Processing methods are used worldwide as they improve the digestibility and nutritional quality of the grains.

1. Methods of Processing Crop Products

Ineffective or inappropriate food processing technologies, careless harvesting and inefficient post-harvest handling practices, bad roads, moribund rail systems, bad market practices and inadequate or complete lack of storage facilities, packing houses and market infrastructures are some of the factors responsible for high post-harvest food losses.

1. Cereals

Cereals can be separated or subdivided into their components during processing into other forms of foods or industrial uses. The cereal grain may be de-husked (hulling) to remove the outer coat or hull of cereal grains in order to obtain the endorsperm. De-hulling separates the bran or seed chart and the germ.

After de-hulling, the grain may be orulled (i.e. grinding of grain into smaller particles).This increases the digestion of the grain and makes it possible to use the product in various ways. Usually, cereal grains are processed in the dry form to make other products.

Some cereal grains may be prepared as whole cereal meal, de-corticated or production is geared towards the production of whole-wheat flours, employing a simplified process flow sheet, but most demand and effort is directed towards the production of white flour.

White flour is the ultimate product of flour milling. The aim of white flour milling is to extract a maximum amount of endosperm from the wheat berry in as pure a form as possible. The outer bran layers become the co-product of the process called wheat feed.

Many operations also separate the embryonic part of the berry, known as the germ. This is a high value co-product when a market exists. Where a market for germ does not exist, it is sold for animal feed with the wheat feed produced.

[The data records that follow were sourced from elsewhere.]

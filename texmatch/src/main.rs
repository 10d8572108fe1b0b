use std::path::PathBuf;

use anyhow::{Context, Result};
use clap::Parser;
use tracing::Level;
use tracing_subscriber::FmtSubscriber;

use texmatch_core::{
    AssignConfig, ChannelKind, ChannelProgress, DEFAULT_MARKER, DEFAULT_THRESHOLD, SuffixTable, TraceProgress,
};
use texmatch_io::{BatchRequest, MatchStatus, MaterialReport, clear_batch, run_batch};

/// Assign exported textures to materials by name
#[derive(Debug, Parser)]
#[command(version, about)]
struct Args {
    /// Material files or folders of materials
    #[arg(required = true)]
    selection: Vec<PathBuf>,

    /// Texture folder; defaults to the folder of the first selected path
    #[arg(long)]
    textures: Option<PathBuf>,

    /// Also assign textures whose names are only similar to the material's
    #[arg(long)]
    aggressive: bool,

    /// Largest edit distance accepted by --aggressive
    #[arg(long, default_value_t = DEFAULT_THRESHOLD)]
    threshold: usize,

    /// Bind this texture to materials that found no textures
    #[arg(long)]
    placeholder: Option<PathBuf>,

    /// Trailing token of every texture name
    #[arg(long, default_value = DEFAULT_MARKER)]
    marker: String,

    /// Override a channel's suffix pattern, e.g. `normal=_nrm_$h`
    #[arg(long = "suffix", value_parser = parse_override)]
    suffixes: Vec<(ChannelKind, String)>,

    /// Override a channel's shader property, e.g. `roughness=_Glossiness`
    #[arg(long = "property", value_parser = parse_override)]
    properties: Vec<(ChannelKind, String)>,

    /// Reset the texture bindings of the selected materials instead of assigning
    #[arg(long, conflicts_with_all = ["textures", "aggressive", "placeholder"])]
    clear: bool,

    /// Print batch progress to stderr
    #[arg(long)]
    progress: bool,

    /// More output; repeat for more
    #[arg(short, long, action = clap::ArgAction::Count)]
    verbose: u8,
}

fn parse_override(value: &str) -> Result<(ChannelKind, String), String> {
    let (channel, setting) = value
        .split_once('=')
        .ok_or_else(|| format!("expected CHANNEL=VALUE, got `{value}`"))?;
    let channel = channel.parse::<ChannelKind>().map_err(|err| err.to_string())?;
    Ok((channel, setting.to_string()))
}

impl Args {
    fn config(&self) -> Result<AssignConfig> {
        let mut patterns = SuffixTable::default().patterns().clone();
        if self.marker != DEFAULT_MARKER {
            // keep the default segments but move them onto the new marker
            patterns = patterns.map(|_, pattern| {
                let segment = pattern.strip_suffix(DEFAULT_MARKER).unwrap_or(pattern);
                format!("{segment}{}", self.marker)
            });
        }
        for (channel, pattern) in &self.suffixes {
            patterns.set(*channel, pattern.clone());
        }
        let suffixes =
            SuffixTable::new(self.marker.as_str(), patterns).context("Invalid suffix patterns")?;

        let mut config = AssignConfig::default()
            .with_suffixes(suffixes)
            .with_highlight_missing(self.placeholder.is_some());
        if self.aggressive {
            config = config.with_aggressive_assign(self.threshold);
        }
        for (channel, property) in &self.properties {
            config.properties.set(*channel, property.clone());
        }
        Ok(config)
    }
}

fn main() -> Result<()> {
    let args = Args::parse();

    let level = match args.verbose {
        0 => Level::WARN,
        1 => Level::INFO,
        2 => Level::DEBUG,
        _ => Level::TRACE,
    };
    let subscriber = FmtSubscriber::builder().with_max_level(level).finish();
    tracing::subscriber::set_global_default(subscriber)?;

    if args.clear {
        for material in clear_batch(&args.selection)? {
            println!("{} [cleared]", material.path.display());
        }
        return Ok(());
    }

    let config = args.config()?;
    let request = BatchRequest {
        selection: args.selection.clone(),
        texture_dir: args.textures.clone(),
        placeholder: args.placeholder.clone(),
    };
    let reports = if args.progress {
        run_with_progress_bar(&request, &config)?
    } else {
        run_batch(&request, &config, &mut TraceProgress)?
    };

    for report in &reports {
        let status = match &report.status {
            MatchStatus::Exact => "exact".to_string(),
            MatchStatus::Fuzzy { matched, distance } => format!("~{matched} ({distance})"),
            MatchStatus::Unmatched => "unmatched".to_string(),
        };
        println!("{} [{status}]", report.material.path.display());
        for (property, texture) in report.slots.iter() {
            println!("    {property} <- {}", texture.path.display());
        }
    }

    let matched = reports
        .iter()
        .filter(|report| report.status != MatchStatus::Unmatched)
        .count();
    println!("{matched} / {} materials assigned", reports.len());
    Ok(())
}

/// Run the batch on a worker thread while this thread prints its progress
fn run_with_progress_bar(request: &BatchRequest, config: &AssignConfig) -> Result<Vec<MaterialReport>> {
    let (sender, receiver) = crossbeam_channel::unbounded();
    std::thread::scope(|scope| {
        let worker = scope.spawn(move || run_batch(request, config, &mut ChannelProgress::new(sender)));
        // ends once the worker drops its sender
        for event in receiver.iter() {
            eprintln!("[{:>3.0}%] {}", event.fraction * 100.0, event.label);
        }
        match worker.join() {
            Ok(result) => Ok(result?),
            Err(_) => Err(anyhow::anyhow!("Batch worker panicked")),
        }
    })
}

These co-products contribute significantly to the financial viability of milling operations. One of the keys to the success of a flour milling operation is the efficient, economical separation of starchy endosperm from the rest of the berry. The process has developed along very specific lines towards achieving this goal.

There is just one accepted manner in which flour is produced globally. This is known as the gradual reduction system. The gradual reduction system of flour milling is the process of taking the whole wheat berry and, via a series of grinding and sieving stages, producing white flour of the desired quality and yield.

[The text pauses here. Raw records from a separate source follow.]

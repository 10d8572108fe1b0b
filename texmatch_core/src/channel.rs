use std::fmt;
use std::ops::Index;
use std::str::FromStr;

use crate::error::ConfigError;

/// Semantic role a texture plays on a material.
///
/// Declaration order is the order assignments are emitted in.
#[derive(Debug, Copy, Clone, PartialEq, Eq, PartialOrd, Ord, Hash)]
pub enum ChannelKind {
    Diffuse,
    DiffuseAlpha,
    Normal,
    Occlusion,
    Metalness,
    Roughness,
    Emissive,
}

impl ChannelKind {
    pub const COUNT: usize = 7;

    pub const ALL: [ChannelKind; Self::COUNT] = [
        ChannelKind::Diffuse,
        ChannelKind::DiffuseAlpha,
        ChannelKind::Normal,
        ChannelKind::Occlusion,
        ChannelKind::Metalness,
        ChannelKind::Roughness,
        ChannelKind::Emissive,
    ];

    /// Position of the variant in [`ChannelKind::ALL`]
    pub const fn index(self) -> usize {
        self as usize
    }

    pub fn name(self) -> &'static str {
        match self {
            ChannelKind::Diffuse => "diffuse",
            ChannelKind::DiffuseAlpha => "diffuse_alpha",
            ChannelKind::Normal => "normal",
            ChannelKind::Occlusion => "occlusion",
            ChannelKind::Metalness => "metalness",
            ChannelKind::Roughness => "roughness",
            ChannelKind::Emissive => "emissive",
        }
    }
}

impl fmt::Display for ChannelKind {
    fn fmt(&self, f: &mut fmt::Formatter<'_>) -> fmt::Result {
        f.write_str(self.name())
    }
}

impl FromStr for ChannelKind {
    type Err = ConfigError;

    fn from_str(s: &str) -> Result<Self, Self::Err> {
        let lowered = s.trim().to_lowercase();
        match lowered.as_str() {
            "diffuse" => Ok(ChannelKind::Diffuse),
            "diffuse_alpha" | "diffusealpha" => Ok(ChannelKind::DiffuseAlpha),
            "normal" => Ok(ChannelKind::Normal),
            "occlusion" => Ok(ChannelKind::Occlusion),
            "metalness" => Ok(ChannelKind::Metalness),
            "roughness" => Ok(ChannelKind::Roughness),
            "emissive" => Ok(ChannelKind::Emissive),
            _ => Err(ConfigError::UnknownChannel(s.to_string())),
        }
    }
}

/// Table holding exactly one `T` per [`ChannelKind`].
///
/// Every constructor is total over the variant set, so lookups never fail.
#[derive(Debug, Clone, PartialEq, Eq, Hash)]
pub struct ChannelTable<T> {
    entries: [T; ChannelKind::COUNT],
}

impl<T> ChannelTable<T> {
    pub fn from_fn<F: FnMut(ChannelKind) -> T>(mut func: F) -> Self {
        Self {
            entries: std::array::from_fn(|index| func(ChannelKind::ALL[index])),
        }
    }

    /// Builds a table from `(channel, value)` pairs, rejecting missing or repeated channels
    pub fn try_from_pairs<I>(pairs: I) -> Result<Self, ConfigError>
    where
        I: IntoIterator<Item = (ChannelKind, T)>,
    {
        let mut slots: [Option<T>; ChannelKind::COUNT] = std::array::from_fn(|_| None);
        for (channel, value) in pairs {
            if slots[channel.index()].replace(value).is_some() {
                return Err(ConfigError::DuplicateChannel(channel));
            }
        }
        if let Some(missing) = ChannelKind::ALL
            .into_iter()
            .find(|channel| slots[channel.index()].is_none())
        {
            return Err(ConfigError::MissingChannel(missing));
        }
        Ok(Self {
            entries: slots.map(|slot| slot.unwrap_or_else(|| unreachable!("checked above"))),
        })
    }

    pub fn get(&self, channel: ChannelKind) -> &T {
        &self.entries[channel.index()]
    }

    /// Replace the entry of `channel`, returning the previous one
    pub fn set(&mut self, channel: ChannelKind, value: T) -> T {
        std::mem::replace(&mut self.entries[channel.index()], value)
    }

    /// Iterate in [`ChannelKind`] declaration order
    pub fn iter(&self) -> impl Iterator<Item = (ChannelKind, &T)> {
        ChannelKind::ALL.into_iter().zip(self.entries.iter())
    }

    pub fn map<U, F: FnMut(ChannelKind, &T) -> U>(&self, mut func: F) -> ChannelTable<U> {
        ChannelTable::from_fn(|channel| func(channel, self.get(channel)))
    }
}

impl<T> Index<ChannelKind> for ChannelTable<T> {
    type Output = T;

    fn index(&self, channel: ChannelKind) -> &T {
        self.get(channel)
    }
}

The gradual reduction system has enabled the production of flours of low ash content and high yield. Specialist, high quality flours, is produced by extracting high purity sub-products from within the process.

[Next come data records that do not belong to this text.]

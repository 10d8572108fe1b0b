use std::path::{Path, PathBuf};

use texmatch_core::{SourceItem, TargetItem};

use crate::error::ScanError;
use crate::scan::{ResourceKind, enumerate};

/// Turns paths into whatever handle the host uses for loaded resources
pub trait ResourceLoader {
    type Handle;

    fn load(&mut self, path: &Path) -> Result<Self::Handle, ScanError>;

    /// Load only if `path` is of `kind`, otherwise `Ok(None)`
    fn load_of_kind(&mut self, path: &Path, kind: ResourceKind) -> Result<Option<Self::Handle>, ScanError> {
        if ResourceKind::of(path) == Some(kind) {
            self.load(path).map(Some)
        } else {
            Ok(None)
        }
    }
}

/// Handle to a resource file that is known to exist
#[derive(Debug, Clone, PartialEq, Eq, Hash)]
pub struct ResourceHandle {
    pub path: PathBuf,
    pub kind: Option<ResourceKind>,
}

/// Loader that only resolves paths; the file contents stay on disk
#[derive(Debug, Default, Copy, Clone)]
pub struct FsLoader;

impl ResourceLoader for FsLoader {
    type Handle = ResourceHandle;

    fn load(&mut self, path: &Path) -> Result<ResourceHandle, ScanError> {
        if !path.is_file() {
            return Err(ScanError::NotFound(path.to_path_buf()));
        }
        Ok(ResourceHandle {
            path: path.to_path_buf(),
            kind: ResourceKind::of(path),
        })
    }
}

fn stem(path: &Path) -> Option<String> {
    path.file_stem().map(|stem| stem.to_string_lossy().into_owned())
}

/// Every texture directly inside `dir`, named by file stem
pub fn load_sources<L: ResourceLoader>(
    loader: &mut L,
    dir: &Path,
) -> Result<Vec<SourceItem<L::Handle>>, ScanError> {
    let mut sources = Vec::new();
    for entry in enumerate(dir)? {
        if entry.kind() != Some(ResourceKind::Texture) {
            continue;
        }
        let Some(name) = stem(&entry.path) else {
            continue;
        };
        if let Some(handle) = loader.load_of_kind(&entry.path, ResourceKind::Texture)? {
            sources.push(SourceItem::new(name, handle));
        }
    }
    tracing::debug!("Loaded {} textures from '{}'", sources.len(), dir.display());
    Ok(sources)
}

/// Every material among `paths`, named by file stem, in the given order
pub fn load_targets<L: ResourceLoader>(
    loader: &mut L,
    paths: &[PathBuf],
) -> Result<Vec<TargetItem<L::Handle>>, ScanError> {
    let mut targets = Vec::new();
    for path in paths {
        let Some(name) = stem(path) else {
            continue;
        };
        if let Some(handle) = loader.load_of_kind(path, ResourceKind::Material)? {
            targets.push(TargetItem::new(name, handle));
        }
    }
    Ok(targets)
}

#[cfg(test)]
mod tests {
    use super::*;
    use crate::test_util::TempDir;

    #[test]
    fn test_fs_loader_requires_file() {
        let dir = TempDir::new("texmatch_loader");
        let texture = dir.touch("hero_b_$h.tga");

        let handle = FsLoader.load(&texture).unwrap();
        assert_eq!(handle.path, texture);
        assert_eq!(handle.kind, Some(ResourceKind::Texture));

        assert!(matches!(
            FsLoader.load(&dir.path().join("missing.tga")),
            Err(ScanError::NotFound(_))
        ));
        assert!(matches!(FsLoader.load(dir.path()), Err(ScanError::NotFound(_))));
    }

    #[test]
    fn test_load_of_kind_filters() {
        let dir = TempDir::new("texmatch_loader_kind");
        let material = dir.touch("hero.mat");
        assert!(FsLoader.load_of_kind(&material, ResourceKind::Texture).unwrap().is_none());
        assert!(FsLoader.load_of_kind(&material, ResourceKind::Material).unwrap().is_some());
    }

    #[test]
    fn test_load_sources_only_textures() {
        let dir = TempDir::new("texmatch_sources");
        dir.touch("hero_b_$h.tga");
        dir.touch("Hero_N_$h.TGA");
        dir.touch("hero.mat");
        dir.touch("notes.txt");

        let sources = load_sources(&mut FsLoader, dir.path()).unwrap();
        let names: Vec<_> = sources.iter().map(|source| source.name.as_str()).collect();
        assert_eq!(names, vec!["Hero_N_$h", "hero_b_$h"]);
    }

    #[test]
    fn test_load_sources_missing_directory() {
        let dir = TempDir::new("texmatch_sources_missing");
        assert!(matches!(
            load_sources(&mut FsLoader, &dir.path().join("textures")),
            Err(ScanError::NotFound(_))
        ));
    }

    #[test]
    fn test_load_targets_keeps_order() {
        let dir = TempDir::new("texmatch_targets");
        let sword = dir.touch("Sword_mat.mat");
        let texture = dir.touch("hero_b_$h.tga");
        let hero = dir.touch("hero.mat");

        let targets = load_targets(&mut FsLoader, &[sword, texture, hero]).unwrap();
        let names: Vec<_> = targets.iter().map(|target| target.name.as_str()).collect();
        assert_eq!(names, vec!["Sword_mat", "hero"]);
    }
}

There are three principal divisions within the process. These are known as the breaking system, the purification system and the reduction system. The purification system is not favoured by many millers and may be absent from processes.

It is often replaced by what is known as the Sizing system. However, the other two blocks are present in all gradual reduction flour mills in operation today. The breaking block or break system is the area of the process where most endosperm separation is achieved.

This work is performed principally on roller mills whose surfaces have a saw tooth profile. The rollers run at different speeds towards each other.

2. Whole Meal Cereal

This is obtained by grinding the cereal whole. The meal produced is not passed through a sieve to remove any parts of the grain such as the hull or the germ particles meals produced this way are 97–100 percent extraction and is known as a Whole meal‖.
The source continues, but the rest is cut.